++++ Information provided ++++

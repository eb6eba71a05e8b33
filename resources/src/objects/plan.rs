use std::cmp::Ordering;

use chrono::NaiveDateTime;
use serde::{Deserialize, Serialize};

use super::workload::{StartupBudget, WorkloadIdentity};

/// One candidate autoscaling configuration.
///
/// The generator fixes the CPU request and the replica range at birth, the
/// validator fills in target utilization, CPU limit and slope, and the
/// simulator treats the plan as read-only.
#[derive(Debug, Serialize, Deserialize, Clone, PartialEq)]
pub struct WorkloadPlan {
    /// Generating algorithm: `DCR-<percentile>`, `DMR_mean-loop_<min>`
    /// or `VPA`.
    pub method: String,
    /// Per-replica CPU request in cores.
    pub recommended_cpu_request: f64,
    /// Per-replica CPU limit; zero means unbounded (not yet sized).
    pub recommended_cpu_limit_or_unbounded: f64,
    /// Per-replica memory request and limit in MiB.
    pub recommended_mem_request_and_limits_mi: f64,
    pub recommended_min_replicas: u32,
    pub recommended_max_replicas: u32,
    /// Target CPU utilization for the HPA, as a fraction.
    pub recommended_hpa_target_cpu: f64,
    /// Largest ratio of near-future usage to current usage observed at or
    /// above this plan's CPU baseline.
    pub max_usage_slope_up_ratio: f64,
    /// Scaling reaction time expressed in trace rows.
    pub workload_e2e_startup_latency_rows: usize,
}

impl WorkloadPlan {
    pub fn new(
        method: String,
        cpu_request: f64,
        mem_request_mi: f64,
        min_replicas: u32,
        max_replicas: u32,
    ) -> Self {
        WorkloadPlan {
            method,
            recommended_cpu_request: cpu_request,
            recommended_cpu_limit_or_unbounded: 0.0,
            recommended_mem_request_and_limits_mi: mem_request_mi,
            recommended_min_replicas: min_replicas,
            recommended_max_replicas: max_replicas,
            recommended_hpa_target_cpu: 0.0,
            max_usage_slope_up_ratio: 0.0,
            workload_e2e_startup_latency_rows: 0,
        }
    }

    /// Identity used to drop duplicate candidates: CPU request at
    /// millicore resolution, memory at whole MiB, plus the replica range.
    pub fn dedup_key(&self) -> (u64, u64, u32, u32) {
        (
            (self.recommended_cpu_request * 1000.0).round() as u64,
            self.recommended_mem_request_and_limits_mi.round() as u64,
            self.recommended_min_replicas,
            self.recommended_max_replicas,
        )
    }

    /// Deterministic presentation order: method, CPU, memory, max replicas.
    pub fn presentation_order(&self, other: &Self) -> Ordering {
        self.method
            .cmp(&other.method)
            .then_with(|| {
                self.recommended_cpu_request
                    .partial_cmp(&other.recommended_cpu_request)
                    .unwrap_or(Ordering::Equal)
            })
            .then_with(|| {
                self.recommended_mem_request_and_limits_mi
                    .partial_cmp(&other.recommended_mem_request_and_limits_mi)
                    .unwrap_or(Ordering::Equal)
            })
            .then_with(|| self.recommended_max_replicas.cmp(&other.recommended_max_replicas))
    }
}

/// A plan bound to a workload, carrying simulation verdict and savings.
#[derive(Debug, Serialize, Deserialize, Clone, PartialEq)]
pub struct WorkloadRecommendation {
    pub identity: WorkloadIdentity,
    pub startup_budget: StartupBudget,
    pub plan: WorkloadPlan,
    pub analysis_period_start: Option<NaiveDateTime>,
    pub analysis_period_end: Option<NaiveDateTime>,
    /// Replica extremes actually observed over the analysis window.
    pub observed_min_replicas: u32,
    pub observed_max_replicas: u32,
    /// Peak ratio of actual usage to forecast capacity seen in simulation.
    pub scale_up_behaviour_to_x_times: f64,
    pub valid: bool,
    pub validation_msg: String,
    pub forecast_cpu_saving: f64,
    pub forecast_mem_saving_mi: f64,
}

impl WorkloadRecommendation {
    pub fn new(
        identity: WorkloadIdentity,
        startup_budget: StartupBudget,
        plan: WorkloadPlan,
    ) -> Self {
        WorkloadRecommendation {
            identity,
            startup_budget,
            plan,
            analysis_period_start: None,
            analysis_period_end: None,
            observed_min_replicas: 0,
            observed_max_replicas: 0,
            scale_up_behaviour_to_x_times: 0.0,
            valid: false,
            validation_msg: String::new(),
            forecast_cpu_saving: 0.0,
            forecast_mem_saving_mi: 0.0,
        }
    }
}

++++

- Assigned task -
What is needed is the full listing, reproduced exactly.

- Written answer -
repository eb6eba71a05e8b33
filename resources/src/objects/plan.rs
use std::cmp::Ordering;

use chrono::NaiveDateTime;
use serde::{Deserialize, Serialize};

use super::workload::{StartupBudget, WorkloadIdentity};

/// One candidate autoscaling configuration.
///
/// The generator fixes the CPU request and the replica range at birth, the
/// validator fills in target utilization, CPU limit and slope, and the
/// simulator treats the plan as read-only.
#[derive(Debug, Serialize, Deserialize, Clone, PartialEq)]
pub struct WorkloadPlan {
    /// Generating algorithm: `DCR-<percentile>`, `DMR_mean-loop_<min>`
    /// or `VPA`.
    pub method: String,
    /// Per-replica CPU request in cores.
    pub recommended_cpu_request: f64,
    /// Per-replica CPU limit; zero means unbounded (not yet sized).
    pub recommended_cpu_limit_or_unbounded: f64,
    /// Per-replica memory request and limit in MiB.
    pub recommended_mem_request_and_limits_mi: f64,
    pub recommended_min_replicas: u32,
    pub recommended_max_replicas: u32,
    /// Target CPU utilization for the HPA, as a fraction.
    pub recommended_hpa_target_cpu: f64,
    /// Largest ratio of near-future usage to current usage observed at or
    /// above this plan's CPU baseline.
    pub max_usage_slope_up_ratio: f64,
    /// Scaling reaction time expressed in trace rows.
    pub workload_e2e_startup_latency_rows: usize,
}

impl WorkloadPlan {
    pub fn new(
        method: String,
        cpu_request: f64,
        mem_request_mi: f64,
        min_replicas: u32,
        max_replicas: u32,
    ) -> Self {
        WorkloadPlan {
            method,
            recommended_cpu_request: cpu_request,
            recommended_cpu_limit_or_unbounded: 0.0,
            recommended_mem_request_and_limits_mi: mem_request_mi,
            recommended_min_replicas: min_replicas,
            recommended_max_replicas: max_replicas,
            recommended_hpa_target_cpu: 0.0,
            max_usage_slope_up_ratio: 0.0,
            workload_e2e_startup_latency_rows: 0,
        }
    }

    /// Identity used to drop duplicate candidates: CPU request at
    /// millicore resolution, memory at whole MiB, plus the replica range.
    pub fn dedup_key(&self) -> (u64, u64, u32, u32) {
        (
            (self.recommended_cpu_request * 1000.0).round() as u64,
            self.recommended_mem_request_and_limits_mi.round() as u64,
            self.recommended_min_replicas,
            self.recommended_max_replicas,
        )
    }

    /// Deterministic presentation order: method, CPU, memory, max replicas.
    pub fn presentation_order(&self, other: &Self) -> Ordering {
        self.method
            .cmp(&other.method)
            .then_with(|| {
                self.recommended_cpu_request
                    .partial_cmp(&other.recommended_cpu_request)
                    .unwrap_or(Ordering::Equal)
            })
            .then_with(|| {
                self.recommended_mem_request_and_limits_mi
                    .partial_cmp(&other.recommended_mem_request_and_limits_mi)
                    .unwrap_or(Ordering::Equal)
            })
            .then_with(|| self.recommended_max_replicas.cmp(&other.recommended_max_replicas))
    }
}

/// A plan bound to a workload, carrying simulation verdict and savings.
#[derive(Debug, Serialize, Deserialize, Clone, PartialEq)]
pub struct WorkloadRecommendation {
    pub identity: WorkloadIdentity,
    pub startup_budget: StartupBudget,
    pub plan: WorkloadPlan,
    pub analysis_period_start: Option<NaiveDateTime>,
    pub analysis_period_end: Option<NaiveDateTime>,
    /// Replica extremes actually observed over the analysis window.
    pub observed_min_replicas: u32,
    pub observed_max_replicas: u32,
    /// Peak ratio of actual usage to forecast capacity seen in simulation.
    pub scale_up_behaviour_to_x_times: f64,
    pub valid: bool,
    pub validation_msg: String,
    pub forecast_cpu_saving: f64,
    pub forecast_mem_saving_mi: f64,
}

impl WorkloadRecommendation {
    pub fn new(
        identity: WorkloadIdentity,
        startup_budget: StartupBudget,
        plan: WorkloadPlan,
    ) -> Self {
        WorkloadRecommendation {
            identity,
            startup_budget,
            plan,
            analysis_period_start: None,
            analysis_period_end: None,
            observed_min_replicas: 0,
            observed_max_replicas: 0,
            scale_up_behaviour_to_x_times: 0.0,
            valid: false,
            validation_msg: String::new(),
            forecast_cpu_saving: 0.0,
            forecast_mem_saving_mi: 0.0,
        }
    }
}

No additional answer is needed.